### What to produce:
Lines containing the word "models" are to be copied from the data below.

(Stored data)
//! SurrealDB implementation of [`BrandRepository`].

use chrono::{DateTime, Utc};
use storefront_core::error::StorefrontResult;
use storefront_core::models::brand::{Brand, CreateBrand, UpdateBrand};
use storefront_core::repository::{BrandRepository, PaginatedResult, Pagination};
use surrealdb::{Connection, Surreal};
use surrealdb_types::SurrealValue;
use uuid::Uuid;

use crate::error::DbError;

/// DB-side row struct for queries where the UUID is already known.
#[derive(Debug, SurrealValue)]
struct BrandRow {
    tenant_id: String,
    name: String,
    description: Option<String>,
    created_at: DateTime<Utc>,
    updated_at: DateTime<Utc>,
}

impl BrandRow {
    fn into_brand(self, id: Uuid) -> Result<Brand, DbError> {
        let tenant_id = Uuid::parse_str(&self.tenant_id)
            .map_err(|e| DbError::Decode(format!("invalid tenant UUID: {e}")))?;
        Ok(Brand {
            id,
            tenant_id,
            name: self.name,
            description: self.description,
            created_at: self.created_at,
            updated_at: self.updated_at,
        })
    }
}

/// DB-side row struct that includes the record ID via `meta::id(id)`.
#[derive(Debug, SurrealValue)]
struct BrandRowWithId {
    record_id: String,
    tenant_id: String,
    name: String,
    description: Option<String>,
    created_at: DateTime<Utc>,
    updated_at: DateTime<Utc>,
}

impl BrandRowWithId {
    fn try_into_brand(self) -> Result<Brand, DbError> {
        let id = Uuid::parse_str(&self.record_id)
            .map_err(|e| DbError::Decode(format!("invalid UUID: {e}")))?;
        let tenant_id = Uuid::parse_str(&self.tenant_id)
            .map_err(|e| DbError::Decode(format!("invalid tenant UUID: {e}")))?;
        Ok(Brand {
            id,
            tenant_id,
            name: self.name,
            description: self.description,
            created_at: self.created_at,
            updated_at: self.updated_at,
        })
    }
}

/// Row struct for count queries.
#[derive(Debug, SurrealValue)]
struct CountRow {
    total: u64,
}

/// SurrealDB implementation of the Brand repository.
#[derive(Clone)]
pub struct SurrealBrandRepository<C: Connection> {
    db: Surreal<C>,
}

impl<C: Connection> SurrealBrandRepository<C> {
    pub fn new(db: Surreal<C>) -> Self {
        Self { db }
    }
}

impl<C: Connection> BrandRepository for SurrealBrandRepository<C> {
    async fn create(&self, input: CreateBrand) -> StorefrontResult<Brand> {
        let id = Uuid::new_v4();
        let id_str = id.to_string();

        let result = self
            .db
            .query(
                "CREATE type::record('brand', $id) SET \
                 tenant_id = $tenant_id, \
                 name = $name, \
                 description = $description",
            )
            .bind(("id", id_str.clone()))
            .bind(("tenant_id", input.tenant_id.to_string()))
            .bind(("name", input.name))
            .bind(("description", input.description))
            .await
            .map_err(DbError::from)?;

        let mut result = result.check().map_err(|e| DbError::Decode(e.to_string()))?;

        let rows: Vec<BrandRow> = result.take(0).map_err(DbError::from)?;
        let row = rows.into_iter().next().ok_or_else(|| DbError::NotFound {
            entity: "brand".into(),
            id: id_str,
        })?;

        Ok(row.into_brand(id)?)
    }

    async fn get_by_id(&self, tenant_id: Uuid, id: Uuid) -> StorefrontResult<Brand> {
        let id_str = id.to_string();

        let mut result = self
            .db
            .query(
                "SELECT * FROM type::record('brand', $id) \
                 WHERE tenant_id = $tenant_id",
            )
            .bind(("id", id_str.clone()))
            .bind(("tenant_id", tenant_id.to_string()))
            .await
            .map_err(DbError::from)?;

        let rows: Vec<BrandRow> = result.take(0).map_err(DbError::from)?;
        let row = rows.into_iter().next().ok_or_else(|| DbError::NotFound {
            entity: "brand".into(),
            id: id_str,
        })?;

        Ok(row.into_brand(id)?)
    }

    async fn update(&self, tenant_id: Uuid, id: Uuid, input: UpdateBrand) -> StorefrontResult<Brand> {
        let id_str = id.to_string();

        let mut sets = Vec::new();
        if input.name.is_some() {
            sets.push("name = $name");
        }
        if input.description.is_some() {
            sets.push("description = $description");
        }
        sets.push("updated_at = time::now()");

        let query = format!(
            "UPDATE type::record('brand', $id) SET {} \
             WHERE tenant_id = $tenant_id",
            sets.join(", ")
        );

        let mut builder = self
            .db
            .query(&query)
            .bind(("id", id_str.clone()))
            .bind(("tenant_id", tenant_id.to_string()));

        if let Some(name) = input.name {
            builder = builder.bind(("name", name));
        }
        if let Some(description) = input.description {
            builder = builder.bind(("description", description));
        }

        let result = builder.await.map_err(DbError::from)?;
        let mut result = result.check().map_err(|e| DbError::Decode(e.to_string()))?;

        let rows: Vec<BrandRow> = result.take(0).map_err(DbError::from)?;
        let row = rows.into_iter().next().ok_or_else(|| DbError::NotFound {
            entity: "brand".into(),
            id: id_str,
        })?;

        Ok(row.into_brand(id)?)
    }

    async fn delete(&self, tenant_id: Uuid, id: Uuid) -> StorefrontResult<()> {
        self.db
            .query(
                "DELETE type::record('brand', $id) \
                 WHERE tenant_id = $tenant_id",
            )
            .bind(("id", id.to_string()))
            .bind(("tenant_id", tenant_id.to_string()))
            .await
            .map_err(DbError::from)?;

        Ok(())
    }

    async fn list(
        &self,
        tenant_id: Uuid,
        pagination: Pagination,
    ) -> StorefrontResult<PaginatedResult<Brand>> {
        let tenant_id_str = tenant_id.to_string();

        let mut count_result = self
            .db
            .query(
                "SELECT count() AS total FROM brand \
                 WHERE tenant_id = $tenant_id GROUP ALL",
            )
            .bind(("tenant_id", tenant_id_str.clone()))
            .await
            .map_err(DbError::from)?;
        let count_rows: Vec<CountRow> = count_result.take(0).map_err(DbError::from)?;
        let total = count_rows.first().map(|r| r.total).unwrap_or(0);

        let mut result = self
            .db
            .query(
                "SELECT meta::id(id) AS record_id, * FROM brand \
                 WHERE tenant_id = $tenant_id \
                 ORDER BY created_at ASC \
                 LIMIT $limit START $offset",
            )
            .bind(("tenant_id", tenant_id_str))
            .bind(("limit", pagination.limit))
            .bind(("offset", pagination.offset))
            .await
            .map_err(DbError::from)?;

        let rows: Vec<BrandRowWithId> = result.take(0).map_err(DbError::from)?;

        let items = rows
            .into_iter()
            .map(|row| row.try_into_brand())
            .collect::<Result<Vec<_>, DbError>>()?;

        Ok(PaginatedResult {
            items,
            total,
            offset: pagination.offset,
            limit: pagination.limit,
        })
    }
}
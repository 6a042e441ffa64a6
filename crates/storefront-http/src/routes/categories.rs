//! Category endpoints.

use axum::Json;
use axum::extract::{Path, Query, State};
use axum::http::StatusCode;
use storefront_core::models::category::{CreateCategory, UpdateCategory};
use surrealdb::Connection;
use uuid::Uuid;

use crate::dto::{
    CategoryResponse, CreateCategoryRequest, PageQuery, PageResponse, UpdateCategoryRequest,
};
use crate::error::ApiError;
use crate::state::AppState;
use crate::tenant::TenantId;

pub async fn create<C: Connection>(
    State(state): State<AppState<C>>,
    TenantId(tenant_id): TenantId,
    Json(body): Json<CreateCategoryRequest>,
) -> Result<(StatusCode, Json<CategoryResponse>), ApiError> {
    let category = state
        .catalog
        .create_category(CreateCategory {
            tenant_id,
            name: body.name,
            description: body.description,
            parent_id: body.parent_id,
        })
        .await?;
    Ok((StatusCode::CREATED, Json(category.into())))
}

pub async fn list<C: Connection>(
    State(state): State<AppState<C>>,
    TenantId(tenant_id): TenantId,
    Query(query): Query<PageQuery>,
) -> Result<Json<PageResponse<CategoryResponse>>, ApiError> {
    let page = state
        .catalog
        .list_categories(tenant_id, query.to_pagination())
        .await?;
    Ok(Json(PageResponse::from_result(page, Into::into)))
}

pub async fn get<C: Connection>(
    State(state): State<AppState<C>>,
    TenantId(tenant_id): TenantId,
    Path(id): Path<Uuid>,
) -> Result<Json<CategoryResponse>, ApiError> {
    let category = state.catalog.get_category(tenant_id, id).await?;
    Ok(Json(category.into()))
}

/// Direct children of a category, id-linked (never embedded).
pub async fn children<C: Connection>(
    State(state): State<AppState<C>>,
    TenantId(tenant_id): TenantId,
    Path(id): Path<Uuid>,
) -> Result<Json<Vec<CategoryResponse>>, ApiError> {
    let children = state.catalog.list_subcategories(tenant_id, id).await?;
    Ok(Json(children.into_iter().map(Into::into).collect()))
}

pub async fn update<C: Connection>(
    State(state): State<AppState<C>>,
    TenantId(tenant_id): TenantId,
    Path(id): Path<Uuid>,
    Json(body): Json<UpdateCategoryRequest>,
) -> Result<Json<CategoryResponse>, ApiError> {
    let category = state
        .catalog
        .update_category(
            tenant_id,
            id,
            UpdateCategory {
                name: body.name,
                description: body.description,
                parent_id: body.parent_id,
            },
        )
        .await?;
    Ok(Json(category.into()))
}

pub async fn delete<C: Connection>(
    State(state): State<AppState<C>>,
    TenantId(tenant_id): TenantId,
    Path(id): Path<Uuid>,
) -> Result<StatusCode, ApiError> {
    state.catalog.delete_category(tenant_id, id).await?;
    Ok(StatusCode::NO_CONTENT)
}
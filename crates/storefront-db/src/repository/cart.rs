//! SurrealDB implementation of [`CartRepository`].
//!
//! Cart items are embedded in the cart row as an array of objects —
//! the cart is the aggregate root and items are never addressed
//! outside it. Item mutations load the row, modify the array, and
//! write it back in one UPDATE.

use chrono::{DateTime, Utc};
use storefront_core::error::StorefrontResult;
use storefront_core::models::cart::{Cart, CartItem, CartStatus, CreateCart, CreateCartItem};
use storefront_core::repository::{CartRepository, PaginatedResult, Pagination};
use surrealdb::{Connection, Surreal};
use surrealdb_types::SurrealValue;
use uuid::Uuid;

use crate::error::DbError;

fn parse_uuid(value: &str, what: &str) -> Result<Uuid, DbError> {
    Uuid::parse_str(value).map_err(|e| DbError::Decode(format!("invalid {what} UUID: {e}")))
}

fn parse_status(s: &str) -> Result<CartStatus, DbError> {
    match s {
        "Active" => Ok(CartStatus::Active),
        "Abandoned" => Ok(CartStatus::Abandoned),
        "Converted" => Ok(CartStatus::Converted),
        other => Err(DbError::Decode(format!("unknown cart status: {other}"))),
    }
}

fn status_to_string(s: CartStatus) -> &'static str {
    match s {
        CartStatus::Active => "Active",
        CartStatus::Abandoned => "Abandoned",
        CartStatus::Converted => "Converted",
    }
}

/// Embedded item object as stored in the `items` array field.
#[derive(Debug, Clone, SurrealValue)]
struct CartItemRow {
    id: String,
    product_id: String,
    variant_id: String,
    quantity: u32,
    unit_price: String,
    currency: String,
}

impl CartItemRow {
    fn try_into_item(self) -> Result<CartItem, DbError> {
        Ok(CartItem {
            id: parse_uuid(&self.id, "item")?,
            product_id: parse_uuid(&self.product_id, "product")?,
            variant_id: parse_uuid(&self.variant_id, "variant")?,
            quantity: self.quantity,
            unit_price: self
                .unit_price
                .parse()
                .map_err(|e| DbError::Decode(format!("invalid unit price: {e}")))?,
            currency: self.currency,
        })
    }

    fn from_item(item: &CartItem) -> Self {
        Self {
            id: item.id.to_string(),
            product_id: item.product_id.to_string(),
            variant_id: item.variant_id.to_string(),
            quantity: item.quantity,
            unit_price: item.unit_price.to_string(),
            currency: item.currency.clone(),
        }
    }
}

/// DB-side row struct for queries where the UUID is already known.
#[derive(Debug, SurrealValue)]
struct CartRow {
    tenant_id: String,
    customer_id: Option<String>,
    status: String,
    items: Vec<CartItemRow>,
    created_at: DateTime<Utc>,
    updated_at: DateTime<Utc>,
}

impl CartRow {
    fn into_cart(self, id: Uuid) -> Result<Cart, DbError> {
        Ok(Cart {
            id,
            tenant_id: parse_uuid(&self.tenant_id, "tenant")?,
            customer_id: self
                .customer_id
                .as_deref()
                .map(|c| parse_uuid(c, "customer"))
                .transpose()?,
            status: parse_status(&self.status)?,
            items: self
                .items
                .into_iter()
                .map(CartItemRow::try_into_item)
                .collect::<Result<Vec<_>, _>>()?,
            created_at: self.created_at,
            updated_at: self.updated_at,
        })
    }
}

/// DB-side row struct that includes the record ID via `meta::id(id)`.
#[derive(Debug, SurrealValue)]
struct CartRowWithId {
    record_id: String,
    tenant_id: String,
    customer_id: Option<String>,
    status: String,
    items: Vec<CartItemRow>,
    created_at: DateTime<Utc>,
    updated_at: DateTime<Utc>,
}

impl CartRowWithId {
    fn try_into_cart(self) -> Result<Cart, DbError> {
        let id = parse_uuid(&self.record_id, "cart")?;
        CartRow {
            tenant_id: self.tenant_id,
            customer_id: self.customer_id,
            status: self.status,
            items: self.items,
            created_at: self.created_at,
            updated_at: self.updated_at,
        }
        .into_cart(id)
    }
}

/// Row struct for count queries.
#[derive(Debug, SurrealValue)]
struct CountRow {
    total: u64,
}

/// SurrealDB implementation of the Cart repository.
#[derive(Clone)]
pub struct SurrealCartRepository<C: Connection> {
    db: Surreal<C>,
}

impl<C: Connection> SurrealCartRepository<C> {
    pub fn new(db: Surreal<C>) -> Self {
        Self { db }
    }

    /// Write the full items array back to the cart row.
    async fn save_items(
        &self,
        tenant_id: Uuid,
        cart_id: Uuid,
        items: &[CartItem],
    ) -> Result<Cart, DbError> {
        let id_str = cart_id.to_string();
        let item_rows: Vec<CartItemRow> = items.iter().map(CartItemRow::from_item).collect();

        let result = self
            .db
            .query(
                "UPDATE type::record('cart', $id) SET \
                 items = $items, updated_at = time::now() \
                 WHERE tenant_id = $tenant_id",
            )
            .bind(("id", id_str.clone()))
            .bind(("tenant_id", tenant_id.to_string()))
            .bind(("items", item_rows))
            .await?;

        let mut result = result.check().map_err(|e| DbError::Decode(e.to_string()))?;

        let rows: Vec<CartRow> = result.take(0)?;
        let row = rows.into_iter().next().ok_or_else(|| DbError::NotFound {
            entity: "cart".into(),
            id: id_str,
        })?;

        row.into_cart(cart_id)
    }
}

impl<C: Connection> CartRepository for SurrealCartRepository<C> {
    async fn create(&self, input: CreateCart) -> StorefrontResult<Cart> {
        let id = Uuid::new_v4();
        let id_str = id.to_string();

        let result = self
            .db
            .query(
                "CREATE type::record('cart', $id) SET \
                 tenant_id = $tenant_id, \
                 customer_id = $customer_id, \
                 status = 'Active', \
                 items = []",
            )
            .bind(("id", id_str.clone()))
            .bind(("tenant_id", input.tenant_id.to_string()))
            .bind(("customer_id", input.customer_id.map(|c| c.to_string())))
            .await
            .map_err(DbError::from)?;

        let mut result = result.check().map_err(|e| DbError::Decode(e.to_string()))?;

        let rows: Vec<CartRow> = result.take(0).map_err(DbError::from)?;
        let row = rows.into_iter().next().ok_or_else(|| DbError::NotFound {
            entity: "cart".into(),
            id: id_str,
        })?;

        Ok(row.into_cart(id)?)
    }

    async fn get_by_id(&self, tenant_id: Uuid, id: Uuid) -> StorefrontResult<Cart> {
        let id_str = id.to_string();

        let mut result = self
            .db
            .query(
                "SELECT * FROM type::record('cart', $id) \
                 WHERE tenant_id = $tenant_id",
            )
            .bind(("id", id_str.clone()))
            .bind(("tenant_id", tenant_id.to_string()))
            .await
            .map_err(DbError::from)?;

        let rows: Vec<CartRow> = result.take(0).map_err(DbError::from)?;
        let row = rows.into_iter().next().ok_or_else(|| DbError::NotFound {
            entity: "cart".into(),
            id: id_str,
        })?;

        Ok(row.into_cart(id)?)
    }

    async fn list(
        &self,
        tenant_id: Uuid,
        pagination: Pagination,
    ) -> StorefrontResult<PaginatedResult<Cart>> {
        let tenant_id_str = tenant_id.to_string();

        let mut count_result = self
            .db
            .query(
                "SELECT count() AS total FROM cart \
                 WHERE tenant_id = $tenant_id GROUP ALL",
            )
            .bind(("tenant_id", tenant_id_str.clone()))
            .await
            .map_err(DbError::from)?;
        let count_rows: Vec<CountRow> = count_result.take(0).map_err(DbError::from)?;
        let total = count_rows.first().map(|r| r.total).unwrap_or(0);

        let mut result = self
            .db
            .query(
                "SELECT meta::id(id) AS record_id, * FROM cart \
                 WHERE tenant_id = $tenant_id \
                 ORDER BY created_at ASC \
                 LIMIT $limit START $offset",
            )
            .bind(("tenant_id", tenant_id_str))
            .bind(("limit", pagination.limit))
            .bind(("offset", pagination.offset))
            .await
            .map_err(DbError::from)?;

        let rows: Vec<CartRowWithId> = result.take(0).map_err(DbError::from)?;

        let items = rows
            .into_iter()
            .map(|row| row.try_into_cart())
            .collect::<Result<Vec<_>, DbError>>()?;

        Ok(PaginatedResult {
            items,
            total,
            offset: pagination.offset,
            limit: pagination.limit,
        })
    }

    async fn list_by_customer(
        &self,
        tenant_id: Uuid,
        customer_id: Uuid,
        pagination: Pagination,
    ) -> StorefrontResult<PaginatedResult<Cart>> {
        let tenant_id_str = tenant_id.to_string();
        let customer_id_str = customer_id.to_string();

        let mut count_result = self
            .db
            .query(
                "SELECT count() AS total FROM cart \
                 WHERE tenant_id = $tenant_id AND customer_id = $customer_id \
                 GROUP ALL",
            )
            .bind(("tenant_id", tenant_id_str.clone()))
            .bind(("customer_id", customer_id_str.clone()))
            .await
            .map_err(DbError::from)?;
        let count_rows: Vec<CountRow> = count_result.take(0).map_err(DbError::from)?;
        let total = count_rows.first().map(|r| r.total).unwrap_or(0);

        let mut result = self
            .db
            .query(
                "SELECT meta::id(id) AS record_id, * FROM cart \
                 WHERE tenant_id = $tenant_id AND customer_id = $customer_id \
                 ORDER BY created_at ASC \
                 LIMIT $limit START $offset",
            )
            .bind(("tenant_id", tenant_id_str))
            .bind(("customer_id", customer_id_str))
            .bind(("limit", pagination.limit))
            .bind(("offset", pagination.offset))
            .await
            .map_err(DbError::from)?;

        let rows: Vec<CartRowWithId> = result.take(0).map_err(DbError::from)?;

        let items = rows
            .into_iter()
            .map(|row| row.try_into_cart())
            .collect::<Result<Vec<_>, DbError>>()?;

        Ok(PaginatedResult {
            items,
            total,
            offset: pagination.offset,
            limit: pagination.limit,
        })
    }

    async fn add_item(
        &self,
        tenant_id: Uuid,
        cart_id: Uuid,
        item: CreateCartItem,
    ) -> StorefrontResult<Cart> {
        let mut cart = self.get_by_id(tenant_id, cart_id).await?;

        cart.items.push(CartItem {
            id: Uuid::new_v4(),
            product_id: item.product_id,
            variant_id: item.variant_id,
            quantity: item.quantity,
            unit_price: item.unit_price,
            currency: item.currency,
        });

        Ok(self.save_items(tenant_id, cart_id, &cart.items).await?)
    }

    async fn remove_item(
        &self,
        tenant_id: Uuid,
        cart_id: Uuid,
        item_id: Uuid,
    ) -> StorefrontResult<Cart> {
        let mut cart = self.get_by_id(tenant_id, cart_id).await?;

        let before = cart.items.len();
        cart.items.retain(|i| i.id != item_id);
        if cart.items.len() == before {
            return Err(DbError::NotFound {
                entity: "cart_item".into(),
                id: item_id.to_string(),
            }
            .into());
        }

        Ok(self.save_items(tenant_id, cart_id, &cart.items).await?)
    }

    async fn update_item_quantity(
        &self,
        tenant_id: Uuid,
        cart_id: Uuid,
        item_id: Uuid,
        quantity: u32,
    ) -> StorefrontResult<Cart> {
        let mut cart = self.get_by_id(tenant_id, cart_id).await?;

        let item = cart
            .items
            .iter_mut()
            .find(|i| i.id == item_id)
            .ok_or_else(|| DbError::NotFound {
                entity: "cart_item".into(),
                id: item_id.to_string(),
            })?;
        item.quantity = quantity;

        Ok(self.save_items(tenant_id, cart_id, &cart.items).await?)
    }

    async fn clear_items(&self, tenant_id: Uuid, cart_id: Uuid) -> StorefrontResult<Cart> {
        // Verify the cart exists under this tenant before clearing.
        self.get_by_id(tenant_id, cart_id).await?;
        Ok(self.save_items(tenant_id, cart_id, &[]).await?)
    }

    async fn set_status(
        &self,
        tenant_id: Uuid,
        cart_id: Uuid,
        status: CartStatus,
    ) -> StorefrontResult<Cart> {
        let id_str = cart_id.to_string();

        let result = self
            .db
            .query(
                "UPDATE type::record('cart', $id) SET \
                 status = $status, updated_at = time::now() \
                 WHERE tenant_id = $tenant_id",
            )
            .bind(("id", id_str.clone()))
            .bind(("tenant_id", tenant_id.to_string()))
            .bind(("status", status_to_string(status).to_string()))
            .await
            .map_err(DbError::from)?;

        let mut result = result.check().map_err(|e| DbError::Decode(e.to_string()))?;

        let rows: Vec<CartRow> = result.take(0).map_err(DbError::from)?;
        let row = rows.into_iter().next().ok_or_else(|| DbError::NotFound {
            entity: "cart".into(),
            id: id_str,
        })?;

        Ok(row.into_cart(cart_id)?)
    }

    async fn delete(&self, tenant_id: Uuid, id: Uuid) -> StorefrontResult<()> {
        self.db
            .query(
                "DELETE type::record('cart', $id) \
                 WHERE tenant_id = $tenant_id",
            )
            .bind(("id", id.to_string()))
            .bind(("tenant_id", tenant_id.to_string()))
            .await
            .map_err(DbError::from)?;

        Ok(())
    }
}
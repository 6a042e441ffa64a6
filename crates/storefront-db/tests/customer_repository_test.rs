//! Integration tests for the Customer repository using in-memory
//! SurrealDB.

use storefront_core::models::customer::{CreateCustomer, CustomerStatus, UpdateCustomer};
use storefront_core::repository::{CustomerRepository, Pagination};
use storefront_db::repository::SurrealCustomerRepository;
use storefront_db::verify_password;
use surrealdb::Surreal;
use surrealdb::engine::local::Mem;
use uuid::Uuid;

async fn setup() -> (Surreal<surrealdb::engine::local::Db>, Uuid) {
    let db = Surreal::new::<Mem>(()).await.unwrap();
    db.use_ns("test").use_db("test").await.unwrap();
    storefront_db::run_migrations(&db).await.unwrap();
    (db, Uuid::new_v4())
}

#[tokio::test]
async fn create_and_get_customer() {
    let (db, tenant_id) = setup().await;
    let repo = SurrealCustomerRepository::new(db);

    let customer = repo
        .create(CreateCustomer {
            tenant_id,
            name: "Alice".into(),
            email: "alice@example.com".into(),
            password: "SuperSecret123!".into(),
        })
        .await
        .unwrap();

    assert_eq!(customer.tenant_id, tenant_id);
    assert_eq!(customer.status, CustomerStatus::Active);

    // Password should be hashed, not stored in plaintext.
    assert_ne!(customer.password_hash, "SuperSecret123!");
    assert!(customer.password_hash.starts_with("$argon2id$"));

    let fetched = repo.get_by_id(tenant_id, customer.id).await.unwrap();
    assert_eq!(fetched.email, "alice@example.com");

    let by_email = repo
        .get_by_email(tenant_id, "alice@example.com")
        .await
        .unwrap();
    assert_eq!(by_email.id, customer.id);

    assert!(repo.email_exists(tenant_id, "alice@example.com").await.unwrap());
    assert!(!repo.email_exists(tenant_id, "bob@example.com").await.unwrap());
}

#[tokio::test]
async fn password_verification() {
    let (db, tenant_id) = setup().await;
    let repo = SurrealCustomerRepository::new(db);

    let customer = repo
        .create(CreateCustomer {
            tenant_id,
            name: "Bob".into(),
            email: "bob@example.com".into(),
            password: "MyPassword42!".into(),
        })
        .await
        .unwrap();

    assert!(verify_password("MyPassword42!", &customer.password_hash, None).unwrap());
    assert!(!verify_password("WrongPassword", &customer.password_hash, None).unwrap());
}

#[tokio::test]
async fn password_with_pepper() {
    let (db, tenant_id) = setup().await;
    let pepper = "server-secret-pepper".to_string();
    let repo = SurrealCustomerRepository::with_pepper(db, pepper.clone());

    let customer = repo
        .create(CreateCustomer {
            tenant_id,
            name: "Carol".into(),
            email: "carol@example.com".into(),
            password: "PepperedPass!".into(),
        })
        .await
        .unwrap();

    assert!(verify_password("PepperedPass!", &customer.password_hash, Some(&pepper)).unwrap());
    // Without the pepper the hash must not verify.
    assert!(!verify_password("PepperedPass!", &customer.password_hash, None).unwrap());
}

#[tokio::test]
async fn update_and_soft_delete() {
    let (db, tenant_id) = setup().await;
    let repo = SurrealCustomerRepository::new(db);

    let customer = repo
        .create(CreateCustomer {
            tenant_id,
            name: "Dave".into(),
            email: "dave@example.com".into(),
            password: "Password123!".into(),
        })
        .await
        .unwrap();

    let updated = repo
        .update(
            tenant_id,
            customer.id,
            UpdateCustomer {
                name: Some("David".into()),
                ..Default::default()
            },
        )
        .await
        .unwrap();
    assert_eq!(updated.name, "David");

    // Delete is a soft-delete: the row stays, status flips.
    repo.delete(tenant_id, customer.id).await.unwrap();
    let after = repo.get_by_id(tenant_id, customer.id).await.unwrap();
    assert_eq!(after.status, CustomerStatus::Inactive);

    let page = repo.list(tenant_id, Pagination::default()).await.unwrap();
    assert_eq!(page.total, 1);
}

### Expected output:
use storefront_core::models::brand::{Brand, CreateBrand, UpdateBrand};
use storefront_core::models::category::{CreateCategory, UpdateCategory};
use storefront_core::models::cart::{Cart, CartItem, CartStatus, CreateCart, CreateCartItem};
use storefront_core::models::customer::{CreateCustomer, CustomerStatus, UpdateCustomer};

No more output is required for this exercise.